**ASSIGNMENT:**
Exact repetition, please: start with the line where "other => Err(ConfigError::Invalid" appears and stop after the final line of the records.

_____

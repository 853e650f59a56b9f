// SPDX-License-Identifier: BUSL-1.1
// Copyright (c) 2026 Alfred Jean LLC

use super::*;
use crate::platform::{BuildDescriptor, PlatformBackend};
use async_trait::async_trait;
use farm_core::{Job, JobId, PlatformKind, WorkspaceId};
use tempfile::tempdir;

struct UnreachableBackend;

#[async_trait]
impl PlatformBackend for UnreachableBackend {
    async fn build_json(&self, _ctx: &PipelineContext<'_>) -> Result<BuildDescriptor, BuildError> {
        panic!("build_json should not run once an earlier stage has failed");
    }
    async fn build(&self, _ctx: &PipelineContext<'_>, _descriptor: &BuildDescriptor) -> Result<(), BuildError> {
        panic!("build should not run once an earlier stage has failed");
    }
    async fn pack(&self, _ctx: &PipelineContext<'_>) -> Result<PathBuf, BuildError> {
        panic!("pack should not run once an earlier stage has failed");
    }
}

fn sample_job() -> Job {
    Job {
        code: JobId::new("A1"),
        starttime: 0,
        platform: PlatformKind::Android,
        key: None,
        icon_url: None,
        splash_url: None,
        config: "does-not-exist.xml".into(),
        source: "does-not-exist.zip".into(),
        lib_version: "8.0.0".into(),
    }
}

#[test]
fn lib_dir_joins_data_root_with_lib_version() {
    let projects_root = tempdir().unwrap();
    let job = sample_job();
    let workspace = WorkspaceLayout::new(projects_root.path(), &WorkspaceId::for_job(&job.code, job.starttime));
    let data_root = tempdir().unwrap();
    let ctx = PipelineContext {
        job: &job,
        workspace: &workspace,
        config_root: None,
        data_root: data_root.path(),
    };

    assert_eq!(
        ctx.lib_dir(),
        data_root.path().join("libs").join("cordova-lib@8.0.0")
    );
}

#[tokio::test]
async fn run_fails_fast_when_init_stage_fails_without_reaching_the_backend() {
    let projects_root = tempdir().unwrap();
    let job = sample_job();
    let workspace = WorkspaceLayout::new(projects_root.path(), &WorkspaceId::for_job(&job.code, job.starttime));
    let data_root = tempdir().unwrap();
    let ctx = PipelineContext {
        job: &job,
        workspace: &workspace,
        config_root: None,
        data_root: data_root.path(),
    };

    let backend = UnreachableBackend;
    let result = run(&ctx, &backend).await;

    assert!(result.is_err());
    assert!(workspace.workspace_dir().exists(), "ensure_dirs should still have run");
    assert!(!workspace.config_xml().exists(), "init stage should have failed before writing config.xml");
}
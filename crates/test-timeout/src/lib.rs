use proc_macro::TokenStream;
use quote::quote;
use syn::{parse_macro_input, Attribute, ItemFn, LitInt};

/// Wraps an async test in a current-thread Tokio runtime and bounds it with
/// `tokio::time::timeout` so a wedged await fails the test instead of hanging
/// the whole suite. Optional argument overrides the timeout in seconds:
/// `#[test_timeout::tokio_timeout_test(5)]`.
#[proc_macro_attribute]
pub fn tokio_timeout_test(attr: TokenStream, item: TokenStream) -> TokenStream {
    let mut timeout_secs: u64 = 30;

    if !attr.is_empty() {
        let lit = parse_macro_input!(attr as LitInt);
        match lit.base10_parse::<u64>() {
            Ok(0) | Err(_) => {
                return syn::Error::new_spanned(lit, "timeout must be a positive integer of seconds")
                    .to_compile_error()
                    .into();
            }
            Ok(secs) => timeout_secs = secs,
        }
    }

    let ItemFn {
        attrs,
        vis,
        mut sig,
        block,
    } = parse_macro_input!(item as ItemFn);

    if sig.asyncness.is_none() {
        return syn::Error::new_spanned(
            &sig.ident,
            "tokio_timeout_test can only be applied to async functions",
        )
        .to_compile_error()
        .into();
    }
    sig.asyncness = None;

    // Strip a stray #[tokio::test] so the expansion stays the only runtime.
    let kept_attrs: Vec<Attribute> = attrs
        .into_iter()
        .filter(|attr| !is_tokio_test_attribute(attr))
        .collect();

    TokenStream::from(quote! {
        #[test]
        #(#kept_attrs)*
        #vis #sig {
            let runtime = tokio::runtime::Builder::new_current_thread()
                .enable_all()
                .build()
                .expect("failed to build Tokio runtime");
            runtime.block_on(async {
                let budget = std::time::Duration::from_secs(#timeout_secs);
                if tokio::time::timeout(budget, async move #block).await.is_err() {
                    panic!("test exceeded its {}s budget", #timeout_secs);
                }
            });
        }
    })
}

fn is_tokio_test_attribute(attr: &Attribute) -> bool {
    let mut segments = attr.path().segments.iter();
    matches!(
        (segments.next(), segments.next(), segments.next()),
        (Some(first), Some(second), None)
            if first.ident == "tokio" && second.ident == "test"
    )
}
use anyhow::Result;
use clap::Parser;
use rand::Rng;
use std::sync::Arc;
use tokio::io::{AsyncBufReadExt, BufReader};
use tracing_subscriber::EnvFilter;

use podium_client_core::config::Config;
use podium_client_core::protocol::SessionStatus;
use podium_client_core::session::{
    ConnectionState, ConnectionSupervisor, QuizState, SessionClient, SessionStore,
};
use podium_client_core::transport::websocket::WebSocketConnector;
use podium_client_core::transport::TransportHandle;

#[derive(Parser, Debug)]
#[command(name = "podium", about = "Join a live quiz session as a participant")]
struct Cli {
    /// Session code to join (4-8 characters, case-insensitive)
    #[arg(long, short = 'j')]
    join: String,

    /// Display name shown to the host and other participants
    #[arg(long, short = 'n')]
    name: String,

    /// Mascot avatar id; picked at random when omitted
    #[arg(long)]
    avatar: Option<u8>,

    /// Session server address (overrides PODIUM_SESSION_SERVER)
    #[arg(long)]
    server: Option<String>,
}

#[tokio::main]
async fn main() -> Result<()> {
    dotenvy::dotenv().ok();
    tracing_subscriber::fmt()
        .with_env_filter(
            EnvFilter::try_from_default_env().unwrap_or_else(|_| EnvFilter::new("warn")),
        )
        .init();

    let cli = Cli::parse();
    let mut config = Config::from_env()?;
    if let Some(server) = cli.server.as_deref() {
        config = config.with_server(server)?;
    }
    let avatar = cli
        .avatar
        .unwrap_or_else(|| rand::thread_rng().gen_range(1..=8));

    let transport = TransportHandle::new(Arc::new(WebSocketConnector));
    let store = Arc::new(SessionStore::new());
    let client = SessionClient::new(
        transport.clone(),
        store.clone(),
        config.session_server.clone(),
    );
    let supervisor = ConnectionSupervisor::spawn(transport, store.clone(), config.session_server);

    let session = client.join(&cli.join, &cli.name, avatar).await?;
    println!(
        "joined \"{}\" hosted by {} ({} questions); answer by typing the option number",
        session.title, session.host_name, session.total_questions
    );

    let mut state_rx = store.subscribe();
    let mut status_rx = supervisor.watch();
    let mut lines = BufReader::new(tokio::io::stdin()).lines();
    let mut shown_question: Option<u32> = None;
    let mut shown_reveals = 0usize;

    loop {
        tokio::select! {
            changed = state_rx.changed() => {
                if changed.is_err() {
                    break;
                }
                let state = state_rx.borrow_and_update().clone();
                render(&state, &mut shown_question, &mut shown_reveals);
                if state.session.as_ref().map(|s| s.status) == Some(SessionStatus::Finished) {
                    println!("quiz finished");
                    break;
                }
                if state.session.is_none() {
                    break;
                }
            }
            changed = status_rx.changed() => {
                if changed.is_err() {
                    break;
                }
                let status = *status_rx.borrow_and_update();
                match status {
                    ConnectionState::Reconnecting => println!("[connection lost, retrying…]"),
                    ConnectionState::Connected => println!("[connected]"),
                    ConnectionState::Failed => {
                        eprintln!("connection failed for good; leaving session");
                        break;
                    }
                    _ => {}
                }
            }
            line = lines.next_line() => match line? {
                Some(input) => submit_answer(&client, input.trim()),
                None => break,
            },
        }
    }

    client.leave();
    Ok(())
}

fn submit_answer(client: &SessionClient, input: &str) {
    if input.is_empty() {
        return;
    }
    let Ok(number) = input.parse::<u32>() else {
        eprintln!("type the option number to answer");
        return;
    };
    if number == 0 {
        eprintln!("options are numbered from 1");
        return;
    }
    if let Err(err) = client.answer(number - 1) {
        eprintln!("{err}");
    }
}

fn render(state: &QuizState, shown_question: &mut Option<u32>, shown_reveals: &mut usize) {
    if let Some(question) = &state.question {
        if *shown_question != Some(question.index) {
            *shown_question = Some(question.index);
            println!(
                "\nquestion {} ({}s): {}",
                question.index + 1,
                question.deadline.as_secs(),
                question.prompt
            );
            for (i, option) in question.options.iter().enumerate() {
                println!("  {}. {option}", i + 1);
            }
        }
    } else {
        *shown_question = None;
    }

    for reveal in state.reveals.iter().skip(*shown_reveals) {
        println!(
            "question {} closed; correct answer was option {}",
            reveal.index + 1,
            reveal.correct_option + 1
        );
    }
    *shown_reveals = state.reveals.len();
}
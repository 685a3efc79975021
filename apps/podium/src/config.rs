use std::env;
use std::time::Duration;
use url::Url;

/// Fixed per build, not runtime-negotiated.
pub const RECONNECT_ATTEMPTS: u32 = 5;
pub const RECONNECT_DELAY: Duration = Duration::from_millis(1000);
pub const CONNECT_TIMEOUT: Duration = Duration::from_secs(10);
pub const JOIN_TIMEOUT: Duration = Duration::from_secs(5);

const DEV_SERVER: &str = "ws://127.0.0.1:8080/ws";
const STAGING_SERVER: &str = "wss://quiz-staging.podium.app/ws";
const PRODUCTION_SERVER: &str = "wss://quiz.podium.app/ws";

#[derive(Debug, Clone, Copy, PartialEq, Eq)]
pub enum DeployEnv {
    Development,
    Staging,
    Production,
}

impl DeployEnv {
    fn parse(raw: &str) -> Option<Self> {
        match raw.trim().to_ascii_lowercase().as_str() {
            "development" | "dev" => Some(Self::Development),
            "staging" => Some(Self::Staging),
            "production" | "prod" => Some(Self::Production),
            _ => None,
        }
    }

    fn default_server(self) -> &'static str {
        match self {
            Self::Development => DEV_SERVER,
            Self::Staging => STAGING_SERVER,
            Self::Production => PRODUCTION_SERVER,
        }
    }
}

/// Podium client configuration, resolved from the environment once at
/// startup.
#[derive(Debug, Clone)]
pub struct Config {
    pub session_server: Url,
    pub deploy_env: DeployEnv,
}

impl Config {
    /// `PODIUM_ENV` picks the deployment default; `PODIUM_SESSION_SERVER`
    /// overrides the server address outright.
    pub fn from_env() -> Result<Self, ConfigError> {
        let deploy_env = env::var("PODIUM_ENV")
            .ok()
            .as_deref()
            .and_then(DeployEnv::parse)
            .unwrap_or(DeployEnv::Development);
        let raw = env::var("PODIUM_SESSION_SERVER")
            .ok()
            .map(|value| value.trim().to_string())
            .filter(|value| !value.is_empty())
            .unwrap_or_else(|| deploy_env.default_server().to_string());
        let session_server = parse_server_url(&raw)?;
        Ok(Self {
            session_server,
            deploy_env,
        })
    }

    pub fn with_server(mut self, raw: &str) -> Result<Self, ConfigError> {
        self.session_server = parse_server_url(raw)?;
        Ok(self)
    }
}

impl Default for Config {
    fn default() -> Self {
        Self {
            session_server: Url::parse(DEV_SERVER).expect("default server url is valid"),
            deploy_env: DeployEnv::Development,
        }
    }
}

fn parse_server_url(raw: &str) -> Result<Url, ConfigError> {
    let mut base = raw.trim().to_string();
    if base.is_empty() {
        return Err(ConfigError::Empty);
    }
    if !base.contains("://") {
        // Bare host:port gets a scheme inferred the way people type it:
        // plain ws for local addresses, wss otherwise.
        let scheme = if base.starts_with("localhost") || base.starts_with("127.") {
            "ws://"
        } else {
            "wss://"
        };
        base = format!("{scheme}{base}");
    }
    let url = Url::parse(&base).map_err(|err| ConfigError::Invalid {
        raw: raw.to_string(),
        reason: err.to_string(),
    })?;
    match url.scheme() {
        "ws" | "wss" => Ok(url),
        other => Err(ConfigError::Invalid {
            raw: raw.to_string(),
            reason: format!("unsupported scheme '{other}'"),
        }),
    }
}

#[derive(Debug, thiserror::Error)]
pub enum ConfigError {
    #[error("session server address cannot be empty")]
    Empty,
    #[error("invalid session server address '{raw}': {reason}")]
    Invalid { raw: String, reason: String },
}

_____

**SOLUTION BELOW:**
        other => Err(ConfigError::Invalid {
            raw: raw.to_string(),
            reason: format!("unsupported scheme '{other}'"),
        }),
    }
}

#[derive(Debug, thiserror::Error)]
pub enum ConfigError {
    #[error("session server address cannot be empty")]
    Empty,
    #[error("invalid session server address '{raw}': {reason}")]
    Invalid { raw: String, reason: String },
}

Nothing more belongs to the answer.